In the present study, tedisamil (100 mg b.i.d. ) generated favorable hemodynamic, neurohumoral and anti-ischemic effects in patients with stable angina pectoris. The anti-ischemic efficacy of tedisamil, as measured by ST segment depression and angina threshold, is comparable to that of atenolol (50 mg b.i.d.).
β受体阻滞剂治疗稳定型心绞痛存在临床缺陷,促使研究人员寻找替代的心率降低药物,如替地沙米,它还可通过阻断细胞复极化钾离子电流发挥抗缺血和抗心律失常作用。
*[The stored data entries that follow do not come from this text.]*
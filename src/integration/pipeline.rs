//! TrackerPipeline for combining a frame source with the color tracker.

use std::ops::ControlFlow;

use log::info;

use crate::tracker::{ColorTracker, Frame, TrackerConfig, TrackerError, TrackingResult};

use super::FrameSource;

/// Errors from a pipeline run: either the source or the tracker failed.
#[derive(Debug, thiserror::Error)]
pub enum PipelineError<E> {
    #[error("frame source failed: {0}")]
    Source(E),
    #[error("tracking failed: {0}")]
    Tracker(#[from] TrackerError),
}

/// A frame together with the tracking result computed on it.
#[derive(Debug, Clone)]
pub struct TrackedFrame {
    pub frame: Frame,
    pub result: TrackingResult,
}

/// A combined tracker that bundles a frame source with the color tracker.
///
/// The tracker is built from the first frame's dimensions, so a source may
/// deliver any (consistent) frame size.
pub struct TrackerPipeline<S: FrameSource> {
    source: S,
    config: TrackerConfig,
    tracker: Option<ColorTracker>,
    frames: usize,
}

impl<S: FrameSource> TrackerPipeline<S> {
    /// Create a new tracking pipeline with the given source and tracker config.
    pub fn new(source: S, config: TrackerConfig) -> Self {
        Self {
            source,
            config,
            tracker: None,
            frames: 0,
        }
    }

    /// Create a new tracking pipeline with default tracker configuration.
    pub fn with_default_config(source: S) -> Self {
        Self::new(source, TrackerConfig::default())
    }

    /// Pull one frame from the source and track it.
    ///
    /// Returns `Ok(None)` once the source reports end-of-stream.
    pub fn process_next(&mut self) -> Result<Option<TrackedFrame>, PipelineError<S::Error>> {
        let Some(frame) = self.source.next_frame().map_err(PipelineError::Source)? else {
            return Ok(None);
        };

        let tracker = match &mut self.tracker {
            Some(tracker) => tracker,
            slot => {
                let (height, width, _) = frame.dim();
                info!("initializing tracker for {}x{} frames", width, height);
                slot.insert(ColorTracker::with_config(height, width, &self.config)?)
            }
        };

        let result = tracker.track(&frame, self.config.landing_radius)?;
        self.frames += 1;
        Ok(Some(TrackedFrame { frame, result }))
    }

    /// Process frames until end-of-stream or until `on_frame` breaks.
    ///
    /// Returns the number of frames processed.
    pub fn run<F>(&mut self, mut on_frame: F) -> Result<usize, PipelineError<S::Error>>
    where
        F: FnMut(&ColorTracker, TrackedFrame) -> ControlFlow<()>,
    {
        let start = self.frames;
        while let Some(tracked) = self.process_next()? {
            let Some(tracker) = self.tracker.as_ref() else {
                break;
            };
            if on_frame(tracker, tracked).is_break() {
                break;
            }
        }
        let processed = self.frames - start;
        info!("processed {} frames", processed);
        Ok(processed)
    }

    /// Total frames tracked so far.
    pub fn frame_count(&self) -> usize {
        self.frames
    }

    pub fn config(&self) -> &TrackerConfig {
        &self.config
    }

    /// The tracker, once the first frame has been seen.
    pub fn tracker(&self) -> Option<&ColorTracker> {
        self.tracker.as_ref()
    }

    /// Get a reference to the underlying source.
    pub fn source(&self) -> &S {
        &self.source
    }

    /// Get a mutable reference to the underlying source.
    pub fn source_mut(&mut self) -> &mut S {
        &mut self.source
    }
}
对48例稳定型心绞痛患者进行了研究(双盲、随机、平行分组),比较了单次给药后及治疗6天期间,替地沙米100mg每日两次和阿替洛尔50mg每日两次的血流动力学、抗缺血、代谢及神经体液效应。替地沙米和阿替洛尔在静息时(第1天:-13.6对-15.4次/分;p>0.05;第6天:-14.8对-22.2次/分;分别为;p>0.05)和运动时(第1天:-9.1对-18.3次/分;p = 0.001;第6天:-12.0对-24.8次/分;分别为;p = 0.001)均使心率降低,同时心绞痛阈值升高。静息时替地沙米和阿替洛尔均使心输出量降低(第1天:-1.01对-1.19升/分;p>0.05;第6天:-0.86对-1.10升/分;分别为;p>0.05),运动时也降低(第1天:-0.82对-1.28升/分;p>0.05;第6天:-0.65对-2.68升/分;分别为;p = 0.03),而每搏输出量保持不变。仅在运动时右心房压发生变化:替地沙米使其降低(-1.7mmHg),阿替洛尔使其升高(+3.7mmHg)。替地沙米组静息时(-0.5mmHg)和运动时(-6.9mmHg)平均肺毛细血管楔压降低,但在第6天阿替洛尔使其有升高趋势(静息时:+1.7;运动时:+3.7mmHg)(p = 0.03)。仅在阿替洛尔治疗时动脉压降低。替地沙米使运动诱导的血浆去甲肾上腺素水平降低(-93pg/ml),而阿替洛尔使其升高(+172pg/ml)(p = 0.001)。与阿替洛尔相比,替地沙米在初始值为0.408±0.018秒时使QT(c)间期显著延长(+31对-8毫秒)(p = 0.002),PQ和QRS保持不变。
在本研究中,替地沙米(100mg每日两次)在稳定型心绞痛患者中产生了良好的血流动力学、神经体液及抗缺血效应。以ST段压低和心绞痛阈值衡量,替地沙米的抗缺血疗效与阿替洛尔(50mg每日两次)相当。